Severino will be the third notable pitching prospect to make his major league debut in a span of just two days and the second in as many games in the Yankees’ current series against the Red Sox. In Colorado on Tuesday night, Jon Gray, the third pick in the 2013 draft and ranked 35th on BA’s midseason list, made his debut for the Rockies against the Mariners. The 23-year-old righty gave up a pair of runs in the first but settled down after that, allowing only an unearned run in the fourth before getting an early hook when his turn in the batting order came up in the bottom of the inning. Back in New York, Boston’s Henry Owens, a 23-year-old lefty who ranked 47th on BA’s midseason list, made a strong debut Tuesday night, allowing just one run on three hits and a walk through five innings and striking out five. His line was ruined when the first two men of the sixth inning reached off him and then scored off reliever Robbie Ross Jr., who replaced Owens after 96 pitches.

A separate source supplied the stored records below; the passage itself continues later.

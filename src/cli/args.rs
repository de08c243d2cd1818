//! CLI argument definitions using clap

use std::path::PathBuf;

use clap::{ArgAction, Parser, Subcommand, ValueHint};

/// Duo Admin API helper: provision admins, send activation emails, report user phones
#[derive(Parser, Debug)]
#[command(name = "duo-admin")]
#[command(author, version, about, long_about = None)]
#[command(propagate_version = true)]
pub struct Cli {
    /// Debug output to stderr (-d info, -dd debug, -ddd trace)
    #[arg(short, long, action = ArgAction::Count, global = true)]
    pub debug: u8,

    /// Credentials JSON file (ikey, skey, host); overrides config
    #[arg(short, long, global = true, value_hint = ValueHint::FilePath)]
    pub credentials: Option<PathBuf>,

    #[command(subcommand)]
    pub command: Option<Commands>,
}

#[derive(Subcommand, Debug)]
pub enum Commands {
    /// Create admins interactively, one prompt round per admin
    Create,

    /// Create admins from a CSV file (columns: Email, Name, Role, optional Phone)
    BulkCreate {
        /// CSV file (prompted for when omitted)
        #[arg(value_hint = ValueHint::FilePath)]
        csv: Option<PathBuf>,
    },

    /// Print a CSV report of users and their phones
    Report {
        /// Write the CSV to this file instead of stdout
        #[arg(short, long, value_hint = ValueHint::FilePath)]
        output: Option<PathBuf>,
    },

    /// Manage settings
    Config {
        #[command(subcommand)]
        command: ConfigCommands,
    },

    /// Generate shell completions
    Completion {
        /// Shell type
        #[arg(value_enum)]
        shell: clap_complete::Shell,
    },
}

#[derive(Subcommand, Debug)]
pub enum ConfigCommands {
    /// Show merged config
    Show,

    /// Print a commented config template
    Template,

    /// Show config paths
    Path,
}
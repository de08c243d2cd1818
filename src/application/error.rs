//! Application-level errors

use std::path::PathBuf;
use thiserror::Error;

use crate::domain::AdminId;

/// Application errors: configuration, remote API and I/O failures.
#[derive(Error, Debug)]
pub enum ApplicationError {
    #[error("credentials file not found: {0}")]
    ConfigNotFound(PathBuf),

    #[error("cannot parse credentials file {path}: {message}")]
    ConfigParse { path: PathBuf, message: String },

    #[error("credentials file {path} is missing: {}", .missing.join(", "))]
    ConfigIncomplete {
        path: PathBuf,
        missing: Vec<&'static str>,
    },

    #[error("config error: {message}")]
    Config { message: String },

    #[error("create admin failed: {reason}")]
    RemoteCreate { reason: String },

    #[error("activation email for admin_id {admin_id} failed: {reason}")]
    RemoteActivation { admin_id: AdminId, reason: String },

    #[error("listing users failed: {reason}")]
    RemoteList { reason: String },

    #[error("operation failed: {context}")]
    OperationFailed {
        context: String,
        #[source]
        source: Box<dyn std::error::Error + Send + Sync>,
    },
}

/// Result type for application layer operations.
pub type ApplicationResult<T> = Result<T, ApplicationError>;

Owens’s performance was particularly impressive in light of how productive the Yankees' offense has been of late. After he was removed from the game, New York scored 11 runs in two innings on the way to a 13–3 win, the team's fourth game with 10 or more runs scored out of its last seven. Last week, the Yankees beat up the White Sox, 12–3, on Sunday and 13–6 on Friday after hanging 21 runs on the Rangers on Tuesday, the most runs scored in a game by any team since the Mariners dropped 21 on Texas on May 30, 2012. Over their last dozen games, the Bronx Bombers have averaged 8.3 runs per game, raising their average on the season to an even 5.0 per contest.
All of those runs have helped the Yankees hold off the only team to outscore them on the season, the Blue Jays, who are second in the AL East and have shaved 1 1/2 games off the Yankees’ lead in the division over the past week. Toronto, of course, was widely considered the big winner at the July 31 trade deadline, having added Troy Tulowitzki to what was already the majors’ top offense, as well as dealing for ace David Price, relievers Mark Lowe and LaTroy Hawkins and outfielder Ben Revere, all of whom should provide much-needed upgrades in their respective roles. Toronto has gone 6–1 since Tulowitzki, the first of those acquisitions, joined the team, taking three of four from the AL-leading Royals over the weekend and since beating the Twins twice to move into the second wild card spot. After two more games against Minnesota this week, the Jays travel to New York for a three-game weekend set against the Yankees, with Price scheduled to start on Saturday (Severino’s second start won’t come until the Yankees head to Cleveland next week).
That should be a fascinating matchup, as the Yankees have gone 16–6 (.727) since July 8, but Toronto holds a 4–2 advantage in the season series to this point. As comfortable as New York’s 5 1/2-game lead may seem heading into Wednesday’s action, the team has 13 games remaining against the vastly improved Blue Jays, four of which Price is scheduled to start. It’s no wonder, then, that the Yankees are breaking the glass on Severino.